GoogleCloudPlatform / ops-agent

Apache License 2.0
140 stars 68 forks source link

fluent-bit service fails due to segmentation fault #1266

Open diegoauad opened 1 year ago

diegoauad commented 1 year ago

Describe the bug google-cloud-ops-agent-fluent-bit.service fails to start. A 'segmentation fault' error is shown in journalctl logs.

To Reproduce Steps to reproduce the behavior:

  1. Start a GCE VM with Debian 10 image.
  2. Install MongoDB Community Edition 5.0.11
  3. Install Ops Agent 2.32.0
  4. Apply the example configuration provided in the guide about Operations Suite for MongoDB
  5. In our case, it worked fine for some hours. Then the fluent-bit.service failed and was unable to start again.

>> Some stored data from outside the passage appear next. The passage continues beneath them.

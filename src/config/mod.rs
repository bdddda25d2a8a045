//! Configuration management for consolepilot
//!
//! Every section carries `#[serde(default)]`, so a configuration file only
//! needs to name the values it changes.

pub mod loader;

use serde::{Deserialize, Serialize};
use std::collections::HashMap;
use std::path::PathBuf;
use std::time::Duration;

use crate::error::Result;
use crate::models::CommandCategory;

/// Main configuration structure for consolepilot
#[derive(Debug, Clone, Default, PartialEq, Serialize, Deserialize)]
#[serde(default)]
pub struct Config {
    /// How to launch the console
    pub console: ConsoleConfig,

    /// Process lifecycle limits
    pub supervisor: SupervisorConfig,

    /// Adaptive timeout policy
    pub timeouts: TimeoutConfig,

    /// Session/job tracking
    pub registry: RegistryConfig,

    /// Command policy applied by the tool layer
    pub policy: PolicyConfig,

    /// Output capture limits
    pub output: OutputConfig,
}

impl Config {
    /// Validate all sections
    pub fn validate(&self) -> Result<()> {
        loader::ConfigLoader::validate_config(self)
    }
}

/// Console launch configuration
#[derive(Debug, Clone, PartialEq, Serialize, Deserialize)]
#[serde(default)]
pub struct ConsoleConfig {
    /// Console executable
    pub program: String,

    /// Arguments passed to the console
    pub args: Vec<String>,

    /// Extra environment variables
    pub environment: HashMap<String, String>,

    /// Whether to inherit the parent environment
    pub inherit_env: bool,

    /// Working directory for the console
    pub working_directory: Option<PathBuf>,

    /// Terminal dimensions (cols, rows)
    pub dimensions: (u16, u16),

    /// Additional prompt regexes, checked before the built-in ones
    pub prompt_patterns: Vec<String>,
}

impl Default for ConsoleConfig {
    fn default() -> Self {
        let mut environment = HashMap::new();
        environment.insert("TERM".to_string(), "dumb".to_string());
        Self {
            program: "msfconsole".to_string(),
            args: vec!["-q".to_string()],
            environment,
            inherit_env: true,
            working_directory: None,
            dimensions: (200, 50),
            prompt_patterns: Vec::new(),
        }
    }
}

/// Process supervisor configuration
#[derive(Debug, Clone, PartialEq, Serialize, Deserialize)]
#[serde(default)]
pub struct SupervisorConfig {
    /// Time allowed for the first prompt after launch
    pub startup_timeout_secs: u64,

    /// Automatic restarts before the console is declared dead
    pub max_restarts: u32,

    /// Grace period between the quit command and a forced kill
    pub shutdown_grace_ms: u64,

    /// Command sent to ask the console to exit
    pub quit_command: String,
}

impl Default for SupervisorConfig {
    fn default() -> Self {
        Self {
            startup_timeout_secs: 60,
            max_restarts: 3,
            shutdown_grace_ms: 5000,
            quit_command: "exit -y".to_string(),
        }
    }
}

impl SupervisorConfig {
    pub fn startup_timeout(&self) -> Duration {
        Duration::from_secs(self.startup_timeout_secs)
    }

    pub fn shutdown_grace(&self) -> Duration {
        Duration::from_millis(self.shutdown_grace_ms)
    }
}

/// Budget bounds for one command category, in seconds
#[derive(Debug, Clone, Copy, PartialEq, Serialize, Deserialize)]
pub struct CategoryTimeouts {
    pub base_secs: u64,
    pub min_secs: u64,
    pub max_secs: u64,
}

impl CategoryTimeouts {
    pub const fn new(base_secs: u64, min_secs: u64, max_secs: u64) -> Self {
        Self {
            base_secs,
            min_secs,
            max_secs,
        }
    }

    pub fn base(&self) -> Duration {
        Duration::from_secs(self.base_secs)
    }

    pub fn min(&self) -> Duration {
        Duration::from_secs(self.min_secs)
    }

    pub fn max(&self) -> Duration {
        Duration::from_secs(self.max_secs)
    }
}

/// Adaptive timeout configuration
#[derive(Debug, Clone, PartialEq, Serialize, Deserialize)]
#[serde(default)]
pub struct TimeoutConfig {
    pub query: CategoryTimeouts,
    pub mutating: CategoryTimeouts,
    pub long_running: CategoryTimeouts,
    pub administrative: CategoryTimeouts,

    /// Completions remembered per category
    pub history_window: usize,

    /// Budget multiplier after slow completions or a timeout
    pub grow_factor: f64,

    /// Budget multiplier after a full window of fast completions
    pub shrink_factor: f64,

    /// A completion under `fast_ratio * budget` counts as fast
    pub fast_ratio: f64,

    /// A completion over `slow_ratio * budget` counts as slow
    pub slow_ratio: f64,
}

impl Default for TimeoutConfig {
    fn default() -> Self {
        Self {
            query: CategoryTimeouts::new(30, 5, 120),
            mutating: CategoryTimeouts::new(60, 10, 300),
            long_running: CategoryTimeouts::new(300, 60, 1800),
            administrative: CategoryTimeouts::new(30, 5, 120),
            history_window: 5,
            grow_factor: 1.5,
            shrink_factor: 0.8,
            fast_ratio: 0.25,
            slow_ratio: 0.75,
        }
    }
}

impl TimeoutConfig {
    pub fn for_category(&self, category: CommandCategory) -> &CategoryTimeouts {
        match category {
            CommandCategory::Query => &self.query,
            CommandCategory::Mutating => &self.mutating,
            CommandCategory::LongRunning => &self.long_running,
            CommandCategory::Administrative => &self.administrative,
        }
    }
}

/// Registry configuration
#[derive(Debug, Clone, PartialEq, Serialize, Deserialize)]
#[serde(default)]
pub struct RegistryConfig {
    /// Sessions without activity for this long become stale
    pub liveness_window_secs: u64,

    /// How often the serializer sweeps for stale sessions
    pub reap_interval_secs: u64,
}

impl Default for RegistryConfig {
    fn default() -> Self {
        Self {
            liveness_window_secs: 900,
            reap_interval_secs: 60,
        }
    }
}

impl RegistryConfig {
    pub fn liveness_window(&self) -> Duration {
        Duration::from_secs(self.liveness_window_secs)
    }

    pub fn reap_interval(&self) -> Duration {
        Duration::from_secs(self.reap_interval_secs)
    }
}

/// Command policy configuration
#[derive(Debug, Clone, PartialEq, Serialize, Deserialize)]
#[serde(default)]
pub struct PolicyConfig {
    /// Accepted command prefixes (lowercase)
    pub allowlist: Vec<String>,

    /// Rejected substrings (lowercase)
    pub denylist: Vec<String>,

    pub max_command_length: usize,

    /// Calls allowed per rate window
    pub rate_limit_max_calls: usize,

    pub rate_limit_window_secs: u64,
}

impl Default for PolicyConfig {
    fn default() -> Self {
        let allowlist = [
            "help", "version", "workspace", "search", "show", "info", "use", "set", "unset",
            "check", "run", "exploit", "back", "reload_all", "sessions", "jobs", "route",
            "portfwd", "load", "unload", "creds", "loot", "notes", "hosts", "services", "vulns",
            "db_",
        ];
        let denylist = ["rm ", "mkfs", "dd if=", ":(){ :|:& };:"];
        Self {
            allowlist: allowlist.iter().map(|s| s.to_string()).collect(),
            denylist: denylist.iter().map(|s| s.to_string()).collect(),
            max_command_length: 1000,
            rate_limit_max_calls: 30,
            rate_limit_window_secs: 60,
        }
    }
}

/// Output capture configuration
#[derive(Debug, Clone, PartialEq, Serialize, Deserialize)]
#[serde(default)]
pub struct OutputConfig {
    /// Captured bytes per command before the result is marked partial
    pub max_output_bytes: usize,

    /// Characters per page returned by the tools
    pub page_size: usize,

    /// After a custom terminator, how long to wait for the prompt
    pub prompt_settle_ms: u64,
}

impl Default for OutputConfig {
    fn default() -> Self {
        Self {
            max_output_bytes: 10 * 1024 * 1024,
            page_size: 15000,
            prompt_settle_ms: 500,
        }
    }
}

impl OutputConfig {
    pub fn prompt_settle(&self) -> Duration {
        Duration::from_millis(self.prompt_settle_ms)
    }
}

Expected behavior All Agent Ops services working correctly, or at least an informative error message about what's misconfigured.

Environment (please complete the following information):

Additional context We are running MongoDB as a standalone replica, with authentication enabled. Monitoring works fine, we are experiencing issues with logging only.

braydonk commented 1 year ago

Hi @diegoauad, thank you for opening an issue. I have been investigating some similar issues other users have reported with MongoDB logging. Particularly we have seen issues with particularly complicated nested logs coming from MongoDB.

Would you please open a support case so that we can assist in greater detail? In the support case, if you could include the output from our diagnostic tool as well as some representative Mongo logs if possible. You can also mention this GitHub Issue in the case.

If you do open a support case, please respond here with the case number so we can investigate.

RafikFarhad commented 2 months ago

I think this is not solved yet. We have almost 200+ VMs with Mongo workload. On some new VMs, we have the latest ops-agent 2.48.0, where we see a similar issue, and the other VMs with the earlier versions do not show this kind of issue.